La famiglia è un fenomeno in mutamento in quanto, inizialmente, nella preistoria essa era intesa
come “fatto sociale”, cioè modi di agire, di pensare e di sentire che sono esterni all'individuo ma
che si impongono anche su sé stesso; successivamente, nell’era della Grecia Ellenistica vi erano
separatezza dei ruoli e degli spazi (es. il compito della donna era la cura del bambino e la cura
della casa; l’uomo si occupava dell’istruzione del bambino e imponeva la sua autorità). Nella
famiglia nell’antica Roma invece il matrimonio era visto come un contratto tra coniugi e inoltre si
insediava una nuova concezione di genitorialità (es. per i ceti sociali più alti, la cura del bambino, la
sua istruzione sono affidati ad entrambi i genitori). In questo periodo, per la prima volta il padre ha
una rilevanza fondante (PIETA’ FAMILIARE - es. Imperatore romano Augusto che perde il figlio e
gli dedica il teatro “Marcello”).
Con l’avvento del Medioevo comincia a “formarsi” una nuova concezione di famiglia: la famiglia
"allargata”, dove diverse generazioni e diversi nuclei familiari vivono sotto lo stesso tetto e vige la
condivisione degli spazi ed oggi è piuttosto diffusa a seconda della collocazione geografica.

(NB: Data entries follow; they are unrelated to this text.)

impl ClipAssembler {
    pub fn new(config: Arc<Config>, index: Arc<BufferIndex>) -> Self {
        ClipAssembler { config, index }
    }

    /// Produce a clip for one camera. Retries once from a fresh snapshot if
    /// a selected segment is evicted mid-assembly.
    pub async fn save_clip(
        &self,
        camera_id: &str,
        duration_s: u64,
        request_time: DateTime<Utc>,
    ) -> Result<ClipOutcome> {
        std::fs::create_dir_all(&self.config.clips_dir)?;

        let mut last_missing: Option<PathBuf> = None;
        for attempt in 0..2 {
            let snapshot = self.index.snapshot(camera_id);
            let plan = plan_clip(&snapshot, camera_id, duration_s, request_time)?;
            debug!(
                camera = camera_id,
                segments = plan.segments.len(),
                fast = plan.fast_path,
                target_start = %plan.target_start,
                anchor_end = %plan.anchor_end,
                "Clip planned"
            );
            match self.execute(camera_id, &plan, request_time).await {
                Ok(outcome) => return Ok(outcome),
                Err(PrerollError::SegmentMissing(path)) => {
                    warn!(
                        camera = camera_id,
                        path = ?path,
                        attempt,
                        "Selected segment vanished during assembly"
                    );
                    last_missing = Some(path);
                }
                Err(e) => return Err(e),
            }
        }

        // Two strikes; report what the buffer can actually cover.
        let covered: f64 = self
            .index
            .snapshot(camera_id)
            .iter()
            .map(|s| s.duration.num_milliseconds() as f64 / 1000.0)
            .sum();
        debug!(camera = camera_id, path = ?last_missing, "Assembly retry exhausted");
        Err(PrerollError::InsufficientBuffer {
            id: camera_id.to_string(),
            available: covered,
            requested: duration_s,
        })
    }

    /// Same as [`save_clip`](Self::save_clip) with a hard deadline.
    pub async fn save_clip_with_deadline(
        &self,
        camera_id: &str,
        duration_s: u64,
        request_time: DateTime<Utc>,
        deadline: StdDuration,
    ) -> Result<ClipOutcome> {
        tokio::time::timeout(deadline, self.save_clip(camera_id, duration_s, request_time))
            .await
            .map_err(|_| {
                PrerollError::Timeout(format!("clip request for '{camera_id}' hit its deadline"))
            })?
    }

    /// Fan an ALL request out to every camera; failures are per camera.
    pub async fn save_all(
        self: Arc<Self>,
        duration_s: u64,
        request_time: DateTime<Utc>,
    ) -> Vec<(String, Result<ClipOutcome>)> {
        let mut set = JoinSet::new();
        for camera in &self.config.cameras {
            let assembler = self.clone();
            let id = camera.id.clone();
            set.spawn(async move {
                let result = assembler.save_clip(&id, duration_s, request_time).await;
                (id, result)
            });
        }
        let mut results = Vec::new();
        while let Some(joined) = set.join_next().await {
            match joined {
                Ok(pair) => results.push(pair),
                Err(e) => results.push((
                    "unknown".to_string(),
                    Err(PrerollError::Internal(format!("assembler task: {e}"))),
                )),
            }
        }
        results.sort_by(|a, b| a.0.cmp(&b.0));
        results
    }

    async fn execute(
        &self,
        camera_id: &str,
        plan: &ClipPlan,
        request_time: DateTime<Utc>,
    ) -> Result<ClipOutcome> {
        check_inputs(plan)?;

        let scratch = self
            .config
            .temp_dir
            .join(".assembly")
            .join(format!("{camera_id}_{}", request_time.timestamp()));
        std::fs::create_dir_all(&scratch)?;

        let file_name = clip_file_name(camera_id, request_time);
        let staging = self.config.clips_dir.join(format!(".{file_name}.part"));
        let final_path = self.config.clips_dir.join(&file_name);

        let target = plan.duration();
        let timeout = assembly_timeout(target);

        let build = if plan.fast_path {
            self.concat_copy(&plan.segments, &scratch, &staging, timeout).await
        } else {
            self.trim_and_concat(plan, &scratch, &staging, timeout).await
        };
        if let Err(e) = build {
            let _ = std::fs::remove_dir_all(&scratch);
            let _ = std::fs::remove_file(&staging);
            // Distinguish a concurrently evicted input from a real failure.
            return Err(missing_input(plan).unwrap_or(e));
        }

        let mut reencoded = !plan.fast_path;
        let mut measured = probe_duration(&staging).await?;
        let frame_interval = probe_frame_interval(&staging)
            .await
            .unwrap_or(DEFAULT_FRAME_INTERVAL);
        if (measured - target).abs() > frame_interval {
            warn!(
                camera = camera_id,
                measured,
                target,
                "Duration off after assembly, running full re-encode"
            );
            let fallback = self.full_reencode(plan, &scratch, &staging, timeout).await;
            if let Err(e) = fallback {
                let _ = std::fs::remove_dir_all(&scratch);
                let _ = std::fs::remove_file(&staging);
                return Err(missing_input(plan).unwrap_or(e));
            }
            reencoded = true;
            measured = probe_duration(&staging).await?;
            if (measured - target).abs() > frame_interval {
                warn!(camera = camera_id, measured, target, "Duration still off after re-encode");
            }
        }

        let _ = std::fs::remove_dir_all(&scratch);
        std::fs::rename(&staging, &final_path)?;
        info!(
            camera = camera_id,
            path = ?final_path,
            duration = measured,
            reencoded,
            "Clip saved"
        );
        Ok(ClipOutcome {
            camera_id: camera_id.to_string(),
            path: final_path,
            duration: measured,
            reencoded,
        })
    }

    /// Fast path: concat demuxer over the whole selection, stream copy.
    async fn concat_copy(
        &self,
        segments: &[Segment],
        scratch: &Path,
        out: &Path,
        timeout: StdDuration,
    ) -> Result<()> {
        let list = write_concat_list(scratch, "concat.txt", segments.iter().map(|s| s.path.as_path()))?;
        run_ffmpeg(
            &[
                "-f",
                "concat",
                "-safe",
                "0",
                "-i",
                path_str(&list)?,
                "-c",
                "copy",
                // The staging file has no container extension.
                "-f",
                "mp4",
                path_str(out)?,
            ],
            timeout,
        )
        .await
    }

    /// Slow path: re-encode the partial edge segments, stream-copy the
    /// interior, then concat the parts.
    async fn trim_and_concat(
        &self,
        plan: &ClipPlan,
        scratch: &Path,
        out: &Path,
        timeout: StdDuration,
    ) -> Result<()> {
        let segs = &plan.segments;
        let n = segs.len();
        let mut parts: Vec<PathBuf> = Vec::new();

        if n == 1 {
            // Both cuts land in the same segment: one trim pass.
            let part = scratch.join("part_only.ts");
            let ss = format!("{:.3}", plan.head_trim);
            let t = format!("{:.3}", plan.duration());
            let enc = self.encode_args();
            let mut args = vec!["-ss", ss.as_str(), "-i", path_str(&segs[0].path)?, "-t", t.as_str()];
            args.extend(enc.iter().map(String::as_str));
            let out_s = path_str(&part)?.to_string();
            args.push(out_s.as_str());
            run_ffmpeg(&args, timeout).await?;
            parts.push(part);
        } else {
            let head_partial = plan.head_trim > BOUNDARY_TOLERANCE_MS as f64 / 1000.0;
            let seg_j = &segs[n - 1];
            let tail_partial = (seg_j.end_time() - plan.anchor_end).num_milliseconds()
                > BOUNDARY_TOLERANCE_MS;

            if head_partial {
                let part = scratch.join("part_head.ts");
                let ss = format!("{:.3}", plan.head_trim);
                let enc = self.encode_args();
                let mut args = vec!["-ss", ss.as_str(), "-i", path_str(&segs[0].path)?];
                args.extend(enc.iter().map(String::as_str));
                let out_s = path_str(&part)?.to_string();
                args.push(out_s.as_str());
                run_ffmpeg(&args, timeout).await?;
                parts.push(part);
            }

            let interior_from = if head_partial { 1 } else { 0 };
            let interior_to = if tail_partial { n - 1 } else { n };
            if interior_from < interior_to {
                let part = scratch.join("part_mid.ts");
                let list = write_concat_list(
                    scratch,
                    "interior.txt",
                    segs[interior_from..interior_to].iter().map(|s| s.path.as_path()),
                )?;
                run_ffmpeg(
                    &[
                        "-f",
                        "concat",
                        "-safe",
                        "0",
                        "-i",
                        path_str(&list)?,
                        "-c",
                        "copy",
                        "-f",
                        "mpegts",
                        path_str(&part)?,
                    ],
                    timeout,
                )
                .await?;
                parts.push(part);
            }

            if tail_partial {
                let part = scratch.join("part_tail.ts");
                let t = format!("{:.3}", plan.tail_keep);
                let enc = self.encode_args();
                let mut args = vec!["-i", path_str(&seg_j.path)?, "-t", t.as_str()];
                args.extend(enc.iter().map(String::as_str));
                let out_s = path_str(&part)?.to_string();
                args.push(out_s.as_str());
                run_ffmpeg(&args, timeout).await?;
                parts.push(part);
            }
        }

        if parts.len() == 1 {
            // Remux the single part into the clip container.
            run_ffmpeg(
                &["-i", path_str(&parts[0])?, "-c", "copy", "-f", "mp4", path_str(out)?],
                timeout,
            )
            .await
        } else {
            let list = write_concat_list(scratch, "parts.txt", parts.iter().map(PathBuf::as_path))?;
            run_ffmpeg(
                &[
                    "-f",
                    "concat",
                    "-safe",
                    "0",
                    "-i",
                    path_str(&list)?,
                    "-c",
                    "copy",
                    "-f",
                    "mp4",
                    path_str(out)?,
                ],
                timeout,
            )
            .await
        }
    }

    /// Last resort: concat everything stream-copied, then trim the whole
    /// clip in one encoding pass.
    async fn full_reencode(
        &self,
        plan: &ClipPlan,
        scratch: &Path,
        out: &Path,
        timeout: StdDuration,
    ) -> Result<()> {
        let inter = scratch.join("full.ts");
        let list = write_concat_list(
            scratch,
            "full.txt",
            plan.segments.iter().map(|s| s.path.as_path()),
        )?;
        run_ffmpeg(
            &[
                "-f",
                "concat",
                "-safe",
                "0",
                "-i",
                path_str(&list)?,
                "-c",
                "copy",
                "-f",
                "mpegts",
                path_str(&inter)?,
            ],
            timeout,
        )
        .await?;

        let trimmed = scratch.join("full_trimmed.ts");
        let ss = format!("{:.3}", plan.head_trim);
        let t = format!("{:.3}", plan.duration());
        let enc = self.encode_args();
        let mut args = vec!["-ss", ss.as_str(), "-i", path_str(&inter)?, "-t", t.as_str()];
        args.extend(enc.iter().map(String::as_str));
        let out_s = path_str(&trimmed)?.to_string();
        args.push(out_s.as_str());
        run_ffmpeg(&args, timeout).await?;

        let _ = std::fs::remove_file(out);
        run_ffmpeg(
            &["-i", path_str(&trimmed)?, "-c", "copy", "-f", "mp4", path_str(out)?],
            timeout,
        )
        .await
    }

    /// Encoder arguments for the re-encode paths, from `FFMPEG_*` tuning.
    fn encode_args(&self) -> Vec<String> {
        let enc = &self.config.encoder;
        vec![
            "-c:v".into(),
            "libx264".into(),
            "-preset".into(),
            enc.preset.clone(),
            "-crf".into(),
            enc.crf.to_string(),
            "-force_key_frames".into(),
            format!("expr:gte(t,n_forced*{})", enc.keyframe_interval),
            "-an".into(),
            "-f".into(),
            "mpegts".into(),
        ]
    }
}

All’interno di questa forma di famiglia, si svolgevano attività produttive legate all’agricoltura o
all’artigianato, in cui erano impegnati tutti i componenti (uomini, donne, bambini), ciascuno con un
preciso compito.
Nell’epoca Vittoriana (1937-1901), la donna si occupava dell'organizzazione, della delega e
dell’istruzione della servitù. I pranzi e le cene all'interno della casa dovevano essere organizzati al
meglio per portare prestigio al marito, ed anche per allacciare relazioni con gente di rilievo e
consolidare i rapporti economicamente importanti. Allo stesso tempo, la moglie doveva assicurarsi
di dedicare abbastanza tempo ai suoi bambini, e doveva cercare di migliorare costantemente le
sue proprie abilità e conoscenze culturali.
Nell’età pre-moderna, invece la famiglia somiglia a quella tipica del sud Italia fino agli anni ’50, il
cui numero dei componenti era elevato e la maggior parte erano bambini. Con l'avvento invece
della rivoluzione industriale, tra il XVIII e il XIX secolo, attraverso complessi meccanismi di
ristrutturazione sociale emerge, una forma di mentalità e di struttura familiare "borghese". È un
modello di famiglia nucleare che si basa sulla distinzione tra casa e luogo di lavoro, sulla
dominanza del marito-capofamiglia, unico produttore di reddito, e sulla delega alla moglie della
gestione della vita domestica e dell'educazione dei figli.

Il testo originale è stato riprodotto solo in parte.